The third type of state to emerge…
1396 CE to 1539 CE
The third type of state to emerge in Uganda is that of Buganda, on the northern shores of Lake Victoria.
This area of swamp and hillside is not attractive to the rulers of pastoral states farther north and west.
It becomes a refuge area, however, for those who wish to escape rule by Bunyoro or for factions within Bunyoro who are defeated in contests for power.
One such group from Bunyoro, headed by Prince Kimera, arrives in Buganda early in the fifteenth century.
Assimilation of refugee elements has already strained the ruling abilities of Buganda's various clan chiefs, and a supra-clan political organization is already emerging.
Kimera seizes the initiative in this trend and becomes the first effective king (kabaka) of the fledgling state.
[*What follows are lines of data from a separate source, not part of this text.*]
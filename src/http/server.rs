//! HTTP server component.
//!
//! # Responsibilities
//! - Bind the listener in `init` and publish the resolved address
//! - Serve the assembled router in `start`
//! - Stop immediately (`stop`) or after draining (`graceful_stop`) from any task
//! - Log registered routes with their comments
//! - Describe the service for discovery
//!
//! # Design Decisions
//! - Lifecycle is one state machine behind a mutex that is never held across
//!   an await point
//! - `start` takes the listener out of the state, so the socket closes when
//!   serving ends
//! - Route comments are registered through `&mut self`, before the component
//!   is shared between tasks

use std::collections::HashMap;
use std::fmt;
use std::io;
use std::net::SocketAddr;
use std::sync::{Arc, Mutex};

use axum::http::Method;
use axum::Router;
use tokio::sync::watch;
use tokio::time::Instant;

use crate::config::ServerConfig;
use crate::error::ServerError;
use crate::http::serve::{self, ServeOptions, ServeSignal};
use crate::net::{ConnectionTracker, Listener, ListenerError};

/// Component family reported in logs.
pub const PACKAGE_NAME: &str = "server.http";

/// Role of a service in discovery.
#[derive(Debug, Clone, Copy, PartialEq, Eq)]
pub enum ServiceKind {
    Provider,
}

/// Discovery metadata of a bound component.
#[derive(Debug, Clone, PartialEq, Eq)]
pub struct ServiceInfo {
    pub name: String,
    pub scheme: &'static str,
    pub address: SocketAddr,
    pub kind: ServiceKind,
}

#[derive(Debug, Clone)]
struct ServeHandle {
    signal: Arc<watch::Sender<ServeSignal>>,
    tracker: ConnectionTracker,
}

enum ServeState {
    Unbound,
    Bound(Listener),
    Serving(ServeHandle),
    Stopped(ServeHandle),
}

/// An HTTP server bound to one address.
pub struct Component {
    name: String,
    config: ServerConfig,
    router: Router,
    routes: Vec<(Method, String)>,
    route_comments: HashMap<String, String>,
    local_addr: Option<SocketAddr>,
    state: Mutex<ServeState>,
}

impl fmt::Debug for Component {
    fn fmt(&self, f: &mut fmt::Formatter<'_>) -> fmt::Result {
        f.debug_struct("Component")
            .field("name", &self.name)
            .field("address", &self.config.address())
            .field("routes", &self.routes.len())
            .field("local_addr", &self.local_addr)
            .finish()
    }
}

/// Key of a route comment: lowercase method, `@`, path.
pub fn comment_key(method: &Method, path: &str) -> String {
    format!("{}@{}", method.as_str().to_ascii_lowercase(), path)
}

impl Component {
    pub(crate) fn new(name: String, config: ServerConfig, router: Router, routes: Vec<(Method, String)>) -> Self {
        Self {
            name,
            config,
            router,
            routes,
            route_comments: HashMap::new(),
            local_addr: None,
            state: Mutex::new(ServeState::Unbound),
        }
    }

    pub fn name(&self) -> &str {
        &self.name
    }

    pub fn package_name(&self) -> &'static str {
        PACKAGE_NAME
    }

    pub fn config(&self) -> &ServerConfig {
        &self.config
    }

    /// The assembled router, interceptors included.
    pub fn router(&self) -> Router {
        self.router.clone()
    }

    /// Registered `(method, path)` pairs in registration order.
    pub fn routes(&self) -> &[(Method, String)] {
        &self.routes
    }

    pub fn local_addr(&self) -> Option<SocketAddr> {
        self.local_addr
    }

    /// Connections currently open, including ones still draining after a stop.
    pub fn active_connections(&self) -> u64 {
        match &*self.state.lock().expect("serve state lock poisoned") {
            ServeState::Serving(handle) | ServeState::Stopped(handle) => handle.tracker.active_count(),
            _ => 0,
        }
    }

    /// Bind the listener. Port `0` picks an ephemeral port, written back
    /// into the config.
    pub fn init(&mut self) -> Result<(), ServerError> {
        let state = self.state.get_mut().expect("serve state lock poisoned");
        if !matches!(state, ServeState::Unbound) {
            return Ok(());
        }

        let address = self.config.address();
        let listener = Listener::bind(&self.config).map_err(|err| {
            let source = match err {
                ListenerError::Bind(source) => source,
                ListenerError::Resolve(msg) => io::Error::new(io::ErrorKind::AddrNotAvailable, msg),
            };
            ServerError::Bind { address, source }
        })?;

        let local_addr = listener.local_addr();
        self.config.port = local_addr.port();
        self.local_addr = Some(local_addr);
        *state = ServeState::Bound(listener);

        tracing::info!(name = %self.name, address = %local_addr, "Component initialized");
        Ok(())
    }

    /// Attach a description to a route, logged by `start`.
    pub fn register_route_comment(&mut self, method: Method, path: &str, comment: impl Into<String>) {
        self.route_comments.insert(comment_key(&method, path), comment.into());
    }

    /// Serve until stopped. Returns `Ok(())` after `stop` or `graceful_stop`.
    pub async fn start(&self) -> Result<(), ServerError> {
        for (method, path) in &self.routes {
            match self.route_comments.get(&comment_key(method, path)) {
                Some(info) => tracing::info!(%method, path = %path, info = %info, "add route"),
                None => tracing::info!(%method, path = %path, "add route"),
            }
        }

        let (listener, handle) = {
            let mut state = self.state.lock().expect("serve state lock poisoned");
            match std::mem::replace(&mut *state, ServeState::Unbound) {
                ServeState::Bound(listener) => {
                    let (tx, _) = watch::channel(ServeSignal::Serve);
                    let handle = ServeHandle {
                        signal: Arc::new(tx),
                        tracker: ConnectionTracker::new(),
                    };
                    *state = ServeState::Serving(handle.clone());
                    (listener, handle)
                }
                ServeState::Unbound => return Err(ServerError::NotInitialized(self.name.clone())),
                serving @ ServeState::Serving(_) => {
                    *state = serving;
                    return Err(ServerError::AlreadyStarted(self.name.clone()));
                }
                stopped @ ServeState::Stopped(_) => {
                    *state = stopped;
                    return Err(ServerError::AlreadyStopped(self.name.clone()));
                }
            }
        };

        let address = listener.local_addr();
        let listener = listener
            .into_tokio()
            .map_err(|source| ServerError::Serve { address, source })?;
        let options = ServeOptions {
            read_header_timeout: self.config.read_header_timeout(),
            read_timeout: self.config.read_timeout(),
            write_timeout: self.config.write_timeout(),
        };

        serve::serve(
            listener,
            self.router.clone(),
            options,
            handle.tracker.clone(),
            handle.signal.subscribe(),
        )
        .await
        .map_err(|source| ServerError::Serve { address, source })?;

        tracing::info!(name = %self.name, address = %address, "HTTP server stopped");
        Ok(())
    }

    /// Stop accepting and drop every open connection.
    pub fn stop(&self) -> Result<(), ServerError> {
        let mut state = self.state.lock().expect("serve state lock poisoned");
        match std::mem::replace(&mut *state, ServeState::Unbound) {
            ServeState::Serving(handle) | ServeState::Stopped(handle) => {
                handle.signal.send_replace(ServeSignal::Close);
                tracing::info!(
                    name = %self.name,
                    connections = handle.tracker.active_count(),
                    "Component stopped"
                );
                *state = ServeState::Stopped(handle);
                Ok(())
            }
            other => {
                *state = other;
                Err(ServerError::NotStarted(self.name.clone()))
            }
        }
    }

    /// Stop accepting and wait for open connections to finish, up to
    /// `deadline`. Connections still open at the deadline are left running.
    pub async fn graceful_stop(&self, deadline: Instant) -> Result<(), ServerError> {
        let tracker = {
            let mut state = self.state.lock().expect("serve state lock poisoned");
            match std::mem::replace(&mut *state, ServeState::Unbound) {
                ServeState::Serving(handle) | ServeState::Stopped(handle) => {
                    handle.signal.send_if_modified(|signal| {
                        if *signal == ServeSignal::Serve {
                            *signal = ServeSignal::Drain;
                            true
                        } else {
                            false
                        }
                    });
                    let tracker = handle.tracker.clone();
                    *state = ServeState::Stopped(handle);
                    tracker
                }
                other => {
                    *state = other;
                    return Err(ServerError::NotStarted(self.name.clone()));
                }
            }
        };

        tracing::info!(
            name = %self.name,
            connections = tracker.active_count(),
            "Draining connections"
        );
        match tokio::time::timeout_at(deadline, tracker.drained()).await {
            Ok(()) => {
                tracing::info!(name = %self.name, "Component drained");
                Ok(())
            }
            Err(_) => {
                let remaining = tracker.active_count();
                tracing::warn!(name = %self.name, remaining, "Graceful stop deadline passed");
                Err(ServerError::ShutdownTimeout { remaining })
            }
        }
    }

    /// Discovery metadata; requires `init`.
    pub fn info(&self) -> Result<ServiceInfo, ServerError> {
        let address = self
            .local_addr
            .ok_or_else(|| ServerError::NotInitialized(self.name.clone()))?;
        Ok(ServiceInfo {
            name: self.name.clone(),
            scheme: "http",
            address,
            kind: ServiceKind::Provider,
        })
    }
}

#[cfg(test)]
mod tests {
    use super::*;

    fn component(port: u16) -> Component {
        let config = ServerConfig {
            host: "127.0.0.1".into(),
            port,
            ..ServerConfig::default()
        };
        Component::new("test".into(), config, Router::new(), Vec::new())
    }

    #[test]
    fn comment_key_lowercases_method() {
        assert_eq!(comment_key(&Method::GET, "/users/{id}"), "get@/users/{id}");
    }

    #[test]
    fn info_requires_init() {
        let mut comp = component(0);
        assert!(matches!(comp.info(), Err(ServerError::NotInitialized(_))));

        comp.init().unwrap();
        let info = comp.info().unwrap();
        assert_eq!(info.scheme, "http");
        assert_eq!(info.kind, ServiceKind::Provider);
        assert_ne!(info.address.port(), 0);
        assert_eq!(comp.config().port, info.address.port());
    }

    #[tokio::test]
    async fn stop_before_start_is_rejected() {
        let mut comp = component(0);
        comp.init().unwrap();
        assert!(matches!(comp.stop(), Err(ServerError::NotStarted(_))));
        let deadline = Instant::now() + std::time::Duration::from_millis(10);
        assert!(matches!(comp.graceful_stop(deadline).await, Err(ServerError::NotStarted(_))));
    }

    #[tokio::test]
    async fn start_requires_init() {
        let comp = component(0);
        assert!(matches!(comp.start().await, Err(ServerError::NotInitialized(_))));
    }

    #[test]
    fn bind_failure_is_fatal() {
        let taken = std::net::TcpListener::bind("127.0.0.1:0").unwrap();
        let mut comp = component(taken.local_addr().unwrap().port());
        let err = comp.init().unwrap_err();
        assert!(matches!(err, ServerError::Bind { .. }));
        assert!(err.is_fatal());
    }
}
Ganda (root word and adjective for Buganda) oral traditions will later seek to disguise this intrusion from Bunyoro by claiming earlier, shadowy, quasi-supernatural kabakas.
Unlike the Hima caste system or the Bunyoro royal clan political monopoly, Buganda' s kingship is made a kind of state lottery in which all clans can participate.
Each new king is identified with the clan of his mother, rather than that of his father.
All clans readily provide wives to the ruling kabaka, who has eligible sons by most of them.
When the ruler dies, his successor is chosen by clan elders from among the eligible princes, each of whom belongs to the clan of his mother.
In this way, the throne is never the property of a single clan for more than one reign.